Tags: aws devops docker mesos marathon zookeeper rabbitmq

Infrastructure as code. This buzz phrase is being thrown around and referenced by many reputable entities/persons. ThoughtWorks, Devops.com, Puppet, Martin Fowler, and O’Reilly Publishing just to name a few of the top Google hits. This phrase is not just words that we say on our team. We believe this is important. To us, infrastructure as code means that any change, software, styling, firewall, system package, upstart script, etc., starts at the developer laptop on a Git branch. The change is made in source control, tested, and submitted as a pull request (PR) for peer review.
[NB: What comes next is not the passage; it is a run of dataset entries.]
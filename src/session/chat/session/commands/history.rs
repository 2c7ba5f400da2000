// Copyright 2025 Muvon Un Limited
//
// Licensed under the Apache License, Version 2.0 (the "License");
// you may not use this file except in compliance with the License.
// You may obtain a copy of the License at
//
//     http://www.apache.org/licenses/LICENSE-2.0
//
// Unless required by applicable law or agreed to in writing, software
// distributed under the License is distributed on an "AS IS" BASIS,
// WITHOUT WARRANTIES OR CONDITIONS OF ANY KIND, either express or implied.
// See the License for the specific language governing permissions and
// limitations under the License.

// History command handler

use super::super::super::render::{glyph_for, truncate};
use super::super::core::ChatContext;
use crate::api::{Message, Part, Role};
use anyhow::Result;
use colored::Colorize;

pub async fn handle_history(ctx: &mut ChatContext) -> Result<bool> {
	let session_id = ctx.session_id.clone();
	let messages = ctx.api.list_messages(&session_id).await?;

	if messages.is_empty() {
		ctx.print(&"No messages yet.".bright_black().to_string())?;
		return Ok(false);
	}

	let lines = history_lines(&messages, ctx.renderer.settings().history_text_chars);
	for line in lines {
		ctx.print(&line)?;
	}
	Ok(false)
}

// Compact transcript: user text in full, assistant text capped, tools by name
fn history_lines(messages: &[Message], max_text_chars: usize) -> Vec<String> {
	let mut lines = Vec::new();

	for message in messages {
		for part in &message.parts {
			match (message.info.role, part) {
				(Role::User, Part::Text(text)) if !text.text.trim().is_empty() => {
					lines.push(format!("{} {}", "You>".bright_green().bold(), text.text.trim()));
				}
				(Role::Assistant, Part::Text(text)) if !text.text.trim().is_empty() => {
					let shown = truncate(text.text.trim(), max_text_chars);
					lines.push(format!("{} {}", "Assistant>".bright_blue().bold(), shown));
				}
				(Role::Assistant, Part::Tool(tool)) => {
					lines.push(
						format!(
							"  Tool: {} ({} {})",
							tool.tool,
							glyph_for(tool.state.status),
							tool.state.status.as_str()
						)
						.cyan()
						.to_string(),
					);
				}
				_ => {}
			}
		}
	}

	lines
}
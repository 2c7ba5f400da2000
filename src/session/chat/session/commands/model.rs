// Copyright 2025 Muvon Un Limited
//
// Licensed under the Apache License, Version 2.0 (the "License");
// you may not use this file except in compliance with the License.
// You may obtain a copy of the License at
//
//     http://www.apache.org/licenses/LICENSE-2.0
//
// Unless required by applicable law or agreed to in writing, software
// distributed under the License is distributed on an "AS IS" BASIS,
// WITHOUT WARRANTIES OR CONDITIONS OF ANY KIND, either express or implied.
// See the License for the specific language governing permissions and
// limitations under the License.

// Model command handler

use super::super::super::commands::MODEL_COMMAND;
use super::super::core::ChatContext;
use crate::api::{AgentApi, ModelSelection};
use anyhow::Result;
use colored::Colorize;

/// How a `/model` argument turned into a selection
#[derive(Debug, Clone, PartialEq, Eq)]
pub enum ModelLookup {
	/// `provider/model`, taken as written
	Explicit,
	/// Bare model id found under this provider
	Catalog,
	/// Bare model id not found; the current provider is kept
	KeptProvider,
}

/// Turn a `/model` argument into a selection. Nothing is validated against the
/// catalog: the server has the final word on which pairs it accepts.
pub async fn resolve_model(
	api: &dyn AgentApi,
	current: &ModelSelection,
	arg: &str,
) -> (ModelSelection, ModelLookup) {
	if let Some(selection) = ModelSelection::parse(arg) {
		return (selection, ModelLookup::Explicit);
	}

	let model_id = arg.trim().trim_matches('/');
	match api.providers().await {
		Ok(catalog) => {
			if let Some(provider) = catalog.provider_for_model(model_id) {
				return (
					ModelSelection::new(provider.id.clone(), model_id),
					ModelLookup::Catalog,
				);
			}
		}
		Err(e) => crate::log_debug!("Model lookup without catalog: {}", e),
	}

	(
		ModelSelection::new(current.provider_id.clone(), model_id),
		ModelLookup::KeptProvider,
	)
}

pub async fn handle_model(ctx: &mut ChatContext, params: &[&str]) -> Result<bool> {
	let Some(arg) = params.first().filter(|p| !p.trim_matches('/').is_empty()) else {
		ctx.print(&format!("{} {}", "Current:".bold(), ctx.selection))?;
		ctx.print(
			&format!("Usage: {} <provider>/<model_id>", MODEL_COMMAND)
				.bright_black()
				.to_string(),
		)?;
		return Ok(false);
	};

	let (selection, lookup) = resolve_model(ctx.api.as_ref(), &ctx.selection, arg).await;

	if lookup == ModelLookup::KeptProvider {
		ctx.print(
			&format!(
				"Model '{}' is not listed by any provider; keeping provider '{}'.",
				selection.model_id, selection.provider_id
			)
			.yellow()
			.to_string(),
		)?;
	}

	ctx.selection = selection;
	ctx.print(&format!("Switched to {}", ctx.selection).green().to_string())?;
	Ok(false)
}

#[cfg(test)]
mod tests {
	use super::super::super::testing::{context_with, MockApi, SharedBuffer};
	use super::*;
	use crate::api::ProviderCatalog;
	use std::sync::Arc;

	fn catalog() -> ProviderCatalog {
		serde_json::from_value(serde_json::json!({
			"providers": [
				{"id": "opencode", "models": {"big-pickle": {}}},
				{"id": "anthropic", "models": {"claude-sonnet-4": {}}}
			],
			"default": {}
		}))
		.unwrap()
	}

	#[tokio::test]
	async fn test_unknown_pair_is_accepted_verbatim() {
		let buffer = SharedBuffer::default();
		let api = Arc::new(MockApi::default().with_catalog(catalog()));
		let mut ctx = context_with(api.clone(), &buffer);

		handle_model(&mut ctx, &["nobody/imaginary-model"]).await.unwrap();
		assert_eq!(ctx.selection, ModelSelection::new("nobody", "imaginary-model"));
		// Explicit pairs never consult the catalog
		assert!(api.calls().is_empty());
	}

	#[tokio::test]
	async fn test_bare_id_uses_catalog_provider() {
		let api = MockApi::default().with_catalog(catalog());
		let current = ModelSelection::new("opencode", "kimi-k2.5-free");
		let (selection, lookup) = resolve_model(&api, &current, "claude-sonnet-4").await;
		assert_eq!(selection, ModelSelection::new("anthropic", "claude-sonnet-4"));
		assert_eq!(lookup, ModelLookup::Catalog);
	}

	#[tokio::test]
	async fn test_bare_id_keeps_provider_when_missing() {
		let current = ModelSelection::new("opencode", "kimi-k2.5-free");

		let api = MockApi::default().with_catalog(catalog());
		let (selection, lookup) = resolve_model(&api, &current, "gpt-5").await;
		assert_eq!(selection, ModelSelection::new("opencode", "gpt-5"));
		assert_eq!(lookup, ModelLookup::KeptProvider);

		// Catalog unavailable
		let api = MockApi::default();
		let (selection, _) = resolve_model(&api, &current, "gpt-5").await;
		assert_eq!(selection, ModelSelection::new("opencode", "gpt-5"));
	}

	#[tokio::test]
	async fn test_no_argument_shows_current() {
		let buffer = SharedBuffer::default();
		let mut ctx = context_with(Arc::new(MockApi::default()), &buffer);
		handle_model(&mut ctx, &[]).await.unwrap();
		assert!(buffer.contents().contains("opencode/kimi-k2.5-free"));
	}
}
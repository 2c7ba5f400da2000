// Copyright 2025 Muvon Un Limited
//
// Licensed under the Apache License, Version 2.0 (the "License");
// you may not use this file except in compliance with the License.
// You may obtain a copy of the License at
//
//     http://www.apache.org/licenses/LICENSE-2.0
//
// Unless required by applicable law or agreed to in writing, software
// distributed under the License is distributed on an "AS IS" BASIS,
// WITHOUT WARRANTIES OR CONDITIONS OF ANY KIND, either express or implied.
// See the License for the specific language governing permissions and
// limitations under the License.

// Chat context shared by the loop and the command handlers

use super::super::render::{error_panel, panel, ResponseRenderer};
use super::super::{DEFAULT_MODEL, DEFAULT_PROVIDER};
use crate::api::{AgentApi, ModelSelection};
use crate::config::Config;
use crate::error::ChatError;
use crate::server::ServerHandle;
use anyhow::Result;
use colored::Colorize;
use std::io::Write;
use std::sync::atomic::{AtomicBool, Ordering};
use std::sync::Arc;

#[derive(Debug, Clone, Copy, PartialEq, Eq)]
pub enum ReplState {
	AwaitingInput,
	Processing,
}

pub struct ChatContext {
	pub api: Arc<dyn AgentApi>,
	pub session_id: String,
	pub selection: ModelSelection,
	pub config: Config,
	pub renderer: ResponseRenderer,
	pub server: ServerHandle,
	// Whether a spinner may draw on the terminal
	pub interactive: bool,
	out: Box<dyn Write>,
	state: ReplState,
	interrupt: Arc<AtomicBool>,
	processing: Arc<AtomicBool>,
}

impl ChatContext {
	pub fn new(
		api: Arc<dyn AgentApi>,
		session_id: String,
		selection: ModelSelection,
		config: Config,
		server: ServerHandle,
		out: Box<dyn Write>,
	) -> Self {
		let renderer = ResponseRenderer::new(&config.render);
		Self {
			api,
			session_id,
			selection,
			config,
			renderer,
			server,
			interactive: false,
			out,
			state: ReplState::AwaitingInput,
			interrupt: Arc::new(AtomicBool::new(false)),
			processing: Arc::new(AtomicBool::new(false)),
		}
	}

	/// Share an interrupt flag owned elsewhere (the Ctrl+C handler)
	pub fn with_interrupt(mut self, interrupt: Arc<AtomicBool>) -> Self {
		self.interrupt = interrupt;
		self
	}

	pub fn with_interactive(mut self, interactive: bool) -> Self {
		self.interactive = interactive;
		self
	}

	pub fn interrupt_flag(&self) -> Arc<AtomicBool> {
		self.interrupt.clone()
	}

	/// Set while a message is in flight
	pub fn processing_flag(&self) -> Arc<AtomicBool> {
		self.processing.clone()
	}

	pub fn state(&self) -> ReplState {
		self.state
	}

	pub fn set_state(&mut self, state: ReplState) {
		self.state = state;
		self.processing
			.store(state == ReplState::Processing, Ordering::SeqCst);
	}

	pub fn print(&mut self, text: &str) -> Result<()> {
		writeln!(self.out, "{}", text)?;
		self.out.flush()?;
		Ok(())
	}

	pub fn print_blocks(&mut self, blocks: &[String]) -> Result<()> {
		for block in blocks {
			writeln!(self.out, "{}", block)?;
		}
		self.out.flush()?;
		Ok(())
	}

	pub fn print_markdown(&mut self, markdown: &str) -> Result<()> {
		let rendered = self.renderer.render_markdown(markdown);
		self.print(&rendered)
	}

	/// Show a failure as a panel; the loop carries on afterwards
	pub fn report_error(&mut self, err: &anyhow::Error) -> Result<()> {
		let block = match err.downcast_ref::<ChatError>() {
			Some(chat_error) => error_panel(chat_error),
			None => panel(&"Error".bright_red().to_string(), &[err.to_string().red().to_string()]),
		};
		self.print(&block)
	}

	pub fn report_chat_error(&mut self, err: &ChatError) -> Result<()> {
		self.print(&error_panel(err))
	}

	/// Release the server if we own it; later calls do nothing
	pub fn shutdown_server(&mut self) -> Result<bool> {
		let released = self.server.shutdown();
		if released {
			self.print(&"OpenCode server stopped.".bright_black().to_string())?;
		}
		Ok(released)
	}
}

/// Pick the model for the first session
///
/// Order: the local config pin, the server's own configured model, the first
/// provider with a default, then the built-in fallback.
pub async fn resolve_startup_selection(api: &dyn AgentApi, config: &Config) -> ModelSelection {
	if let Some((provider, model)) = config.pinned_model() {
		crate::log_debug!("Using model pinned in config: {}/{}", provider, model);
		return ModelSelection::new(provider, model);
	}

	match api.configured_model().await {
		Ok(Some(selection)) => {
			crate::log_debug!("Using server configured model: {}", selection);
			return selection;
		}
		Ok(None) => {}
		Err(e) => crate::log_debug!("Could not read server config: {}", e),
	}

	match api.providers().await {
		Ok(catalog) => {
			if let Some(selection) = catalog.first_default() {
				crate::log_debug!("Using provider default: {}", selection);
				return selection;
			}
		}
		Err(e) => crate::log_debug!("Could not discover provider defaults: {}", e),
	}

	ModelSelection::new(DEFAULT_PROVIDER, DEFAULT_MODEL)
}
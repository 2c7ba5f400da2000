// Copyright 2025 Muvon Un Limited
//
// Licensed under the Apache License, Version 2.0 (the "License");
// you may not use this file except in compliance with the License.
// You may obtain a copy of the License at
//
//     http://www.apache.org/licenses/LICENSE-2.0
//
// Unless required by applicable law or agreed to in writing, software
// distributed under the License is distributed on an "AS IS" BASIS,
// WITHOUT WARRANTIES OR CONDITIONS OF ANY KIND, either express or implied.
// See the License for the specific language governing permissions and
// limitations under the License.

// Chat commands module

// Chat commands
pub const HELP_COMMAND: &str = "/help";
pub const NEW_COMMAND: &str = "/new";
pub const HISTORY_COMMAND: &str = "/history";
pub const SESSIONS_COMMAND: &str = "/sessions";
pub const MODELS_COMMAND: &str = "/models";
pub const MODEL_COMMAND: &str = "/model";
pub const ABORT_COMMAND: &str = "/abort";
pub const QUIT_COMMAND: &str = "/quit";
pub const EXIT_COMMAND: &str = "/exit";

// List of all available commands for autocomplete
pub const COMMANDS: [&str; 9] = [
	HELP_COMMAND,
	NEW_COMMAND,
	HISTORY_COMMAND,
	SESSIONS_COMMAND,
	MODELS_COMMAND,
	MODEL_COMMAND,
	ABORT_COMMAND,
	QUIT_COMMAND,
	EXIT_COMMAND,
];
High level overview of our stack includes:

100% AWS with near 100% of AWS resources defined through CloudFormation
AWS RDS with MySQL for database storage
RabbitMQ used for messaging
Mesos cluster supported by Zookeeper and Marathon
Docker containers that contain our Java Spring Boot jars
Ember.js for the UI/UX of our customer facing applications

One more thing to clarify as far as terminology for our team. Our definition of environment is an AWS VPC which contains everything needed to be a production class system. This means that it will contain an RDS instance/cluster, a Mesos Cluster, a RabbitMQ cluser, and be running the necessary software to service requests to our platform.

When we want to build a new environment or deploy a change, we check out the desired Git commit SHA from our single source code repository and build an environment with Jenkins doing the heavy lifting. We have created several Jenkins jobs that feed in the appropriate parameters to the scripts checked into the source code. These will create the CloudFormation for our infrastructure, deploy the queue definitions, deploy the docker container versions/configuration via Marathon, and check the health of everything once completed.

Our process described above removes manual interactions. While we do have access to many interfaces that would allow us to make changes quickly, we as a team value the predictable/repeatable nature of our system. Before a change is deployed, our build pipe will build that environment run our full suite of unit and black box API functional tests against the environment to ensure all functionality works as expected. Tracking every change to our system via a Git commit, allows us to go back and know exactly when a change was made and (with good commit messages) for what reason the change was made. The PR process also ensures accountability and ownership of the team. In the end, everyone on the team is empowered to make a change to the system, the security team likes being able to see every change that was made to the system, and the team as a whole has confidence in building/maintaining our platform/system.